**** SUPPLIED RECORDS ****

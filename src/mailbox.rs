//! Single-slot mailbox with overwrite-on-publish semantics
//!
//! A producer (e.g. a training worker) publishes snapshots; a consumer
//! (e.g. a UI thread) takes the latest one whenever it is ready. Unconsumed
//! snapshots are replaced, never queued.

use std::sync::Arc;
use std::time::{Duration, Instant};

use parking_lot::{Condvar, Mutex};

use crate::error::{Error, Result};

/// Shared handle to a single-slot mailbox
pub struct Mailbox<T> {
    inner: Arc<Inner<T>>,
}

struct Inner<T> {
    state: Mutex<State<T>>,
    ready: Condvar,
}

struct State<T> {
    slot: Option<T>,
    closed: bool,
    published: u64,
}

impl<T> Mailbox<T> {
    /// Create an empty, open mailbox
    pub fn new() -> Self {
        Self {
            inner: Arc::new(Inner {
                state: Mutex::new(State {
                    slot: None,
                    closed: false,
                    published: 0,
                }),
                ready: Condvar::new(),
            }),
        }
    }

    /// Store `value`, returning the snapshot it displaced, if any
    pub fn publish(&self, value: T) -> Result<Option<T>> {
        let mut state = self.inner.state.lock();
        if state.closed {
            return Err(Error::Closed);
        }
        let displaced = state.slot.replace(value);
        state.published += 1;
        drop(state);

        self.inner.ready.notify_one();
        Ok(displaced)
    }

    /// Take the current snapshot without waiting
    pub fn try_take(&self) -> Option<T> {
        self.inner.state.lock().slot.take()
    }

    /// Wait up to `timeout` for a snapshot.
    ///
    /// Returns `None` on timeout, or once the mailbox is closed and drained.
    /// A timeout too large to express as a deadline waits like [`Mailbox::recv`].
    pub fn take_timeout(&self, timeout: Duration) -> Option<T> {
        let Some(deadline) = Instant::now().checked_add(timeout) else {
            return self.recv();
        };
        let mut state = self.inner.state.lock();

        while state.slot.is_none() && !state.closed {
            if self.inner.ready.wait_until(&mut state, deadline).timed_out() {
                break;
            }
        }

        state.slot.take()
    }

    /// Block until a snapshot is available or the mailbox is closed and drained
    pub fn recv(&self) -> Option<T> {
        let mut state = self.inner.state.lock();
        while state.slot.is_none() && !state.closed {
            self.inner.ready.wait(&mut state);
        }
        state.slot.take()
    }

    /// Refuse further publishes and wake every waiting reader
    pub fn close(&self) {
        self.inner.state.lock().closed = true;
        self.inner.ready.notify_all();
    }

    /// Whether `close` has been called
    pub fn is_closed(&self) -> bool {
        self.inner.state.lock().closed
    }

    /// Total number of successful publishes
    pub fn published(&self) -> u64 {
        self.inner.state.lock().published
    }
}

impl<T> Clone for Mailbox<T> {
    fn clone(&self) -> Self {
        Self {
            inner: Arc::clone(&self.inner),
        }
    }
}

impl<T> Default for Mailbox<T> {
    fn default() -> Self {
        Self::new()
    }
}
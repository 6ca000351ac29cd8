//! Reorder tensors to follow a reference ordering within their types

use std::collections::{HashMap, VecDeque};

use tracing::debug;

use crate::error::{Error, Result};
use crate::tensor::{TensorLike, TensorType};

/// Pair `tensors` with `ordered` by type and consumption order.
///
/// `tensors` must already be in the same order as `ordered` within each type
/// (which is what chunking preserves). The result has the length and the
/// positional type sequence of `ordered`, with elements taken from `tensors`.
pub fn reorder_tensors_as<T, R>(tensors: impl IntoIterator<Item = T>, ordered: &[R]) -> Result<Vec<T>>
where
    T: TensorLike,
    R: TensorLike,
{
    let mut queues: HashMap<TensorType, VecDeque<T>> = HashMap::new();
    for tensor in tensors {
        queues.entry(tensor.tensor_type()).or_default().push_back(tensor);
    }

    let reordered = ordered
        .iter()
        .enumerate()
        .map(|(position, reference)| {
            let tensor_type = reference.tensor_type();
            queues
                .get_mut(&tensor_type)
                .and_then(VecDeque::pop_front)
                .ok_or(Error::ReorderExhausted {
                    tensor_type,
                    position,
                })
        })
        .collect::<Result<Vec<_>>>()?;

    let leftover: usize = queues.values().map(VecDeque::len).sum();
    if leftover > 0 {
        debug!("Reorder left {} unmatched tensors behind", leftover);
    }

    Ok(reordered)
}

****

WORK ITEM = Please copy out the data above exactly.

SOLUTION TO THE EXERCISE =
filename src/mailbox.rs
//! Single-slot mailbox with overwrite-on-publish semantics
//!
//! A producer (e.g. a training worker) publishes snapshots; a consumer
//! (e.g. a UI thread) takes the latest one whenever it is ready. Unconsumed
//! snapshots are replaced, never queued.

use std::sync::Arc;
use std::time::{Duration, Instant};

use parking_lot::{Condvar, Mutex};

use crate::error::{Error, Result};

/// Shared handle to a single-slot mailbox
pub struct Mailbox<T> {
    inner: Arc<Inner<T>>,
}

struct Inner<T> {
    state: Mutex<State<T>>,
    ready: Condvar,
}

struct State<T> {
    slot: Option<T>,
    closed: bool,
    published: u64,
}

impl<T> Mailbox<T> {
    /// Create an empty, open mailbox
    pub fn new() -> Self {
        Self {
            inner: Arc::new(Inner {
                state: Mutex::new(State {
                    slot: None,
                    closed: false,
                    published: 0,
                }),
                ready: Condvar::new(),
            }),
        }
    }

    /// Store `value`, returning the snapshot it displaced, if any
    pub fn publish(&self, value: T) -> Result<Option<T>> {
        let mut state = self.inner.state.lock();
        if state.closed {
            return Err(Error::Closed);
        }
        let displaced = state.slot.replace(value);
        state.published += 1;
        drop(state);

        self.inner.ready.notify_one();
        Ok(displaced)
    }

    /// Take the current snapshot without waiting
    pub fn try_take(&self) -> Option<T> {
        self.inner.state.lock().slot.take()
    }

    /// Wait up to `timeout` for a snapshot.
    ///
    /// Returns `None` on timeout, or once the mailbox is closed and drained.
    /// A timeout too large to express as a deadline waits like [`Mailbox::recv`].
    pub fn take_timeout(&self, timeout: Duration) -> Option<T> {
        let Some(deadline) = Instant::now().checked_add(timeout) else {
            return self.recv();
        };
        let mut state = self.inner.state.lock();

        while state.slot.is_none() && !state.closed {
            if self.inner.ready.wait_until(&mut state, deadline).timed_out() {
                break;
            }
        }

        state.slot.take()
    }

    /// Block until a snapshot is available or the mailbox is closed and drained
    pub fn recv(&self) -> Option<T> {
        let mut state = self.inner.state.lock();
        while state.slot.is_none() && !state.closed {
            self.inner.ready.wait(&mut state);
        }
        state.slot.take()
    }

    /// Refuse further publishes and wake every waiting reader
    pub fn close(&self) {
        self.inner.state.lock().closed = true;
        self.inner.ready.notify_all();
    }

    /// Whether `close` has been called
    pub fn is_closed(&self) -> bool {
        self.inner.state.lock().closed
    }

    /// Total number of successful publishes
    pub fn published(&self) -> u64 {
        self.inner.state.lock().published
    }
}

impl<T> Clone for Mailbox<T> {
    fn clone(&self) -> Self {
        Self {
            inner: Arc::clone(&self.inner),
        }
    }
}

impl<T> Default for Mailbox<T> {
    fn default() -> Self {
        Self::new()
    }
}
repository 6ca000351ac29cd8
//! Reorder tensors to follow a reference ordering within their types

use std::collections::{HashMap, VecDeque};

use tracing::debug;

use crate::error::{Error, Result};
use crate::tensor::{TensorLike, TensorType};

/// Pair `tensors` with `ordered` by type and consumption order.
///
/// `tensors` must already be in the same order as `ordered` within each type
/// (which is what chunking preserves). The result has the length and the
/// positional type sequence of `ordered`, with elements taken from `tensors`.
pub fn reorder_tensors_as<T, R>(tensors: impl IntoIterator<Item = T>, ordered: &[R]) -> Result<Vec<T>>
where
    T: TensorLike,
    R: TensorLike,
{
    let mut queues: HashMap<TensorType, VecDeque<T>> = HashMap::new();
    for tensor in tensors {
        queues.entry(tensor.tensor_type()).or_default().push_back(tensor);
    }

    let reordered = ordered
        .iter()
        .enumerate()
        .map(|(position, reference)| {
            let tensor_type = reference.tensor_type();
            queues
                .get_mut(&tensor_type)
                .and_then(VecDeque::pop_front)
                .ok_or(Error::ReorderExhausted {
                    tensor_type,
                    position,
                })
        })
        .collect::<Result<Vec<_>>>()?;

    let leftover: usize = queues.values().map(VecDeque::len).sum();
    if leftover > 0 {
        debug!("Reorder left {} unmatched tensors behind", leftover);
    }

    Ok(reordered)
}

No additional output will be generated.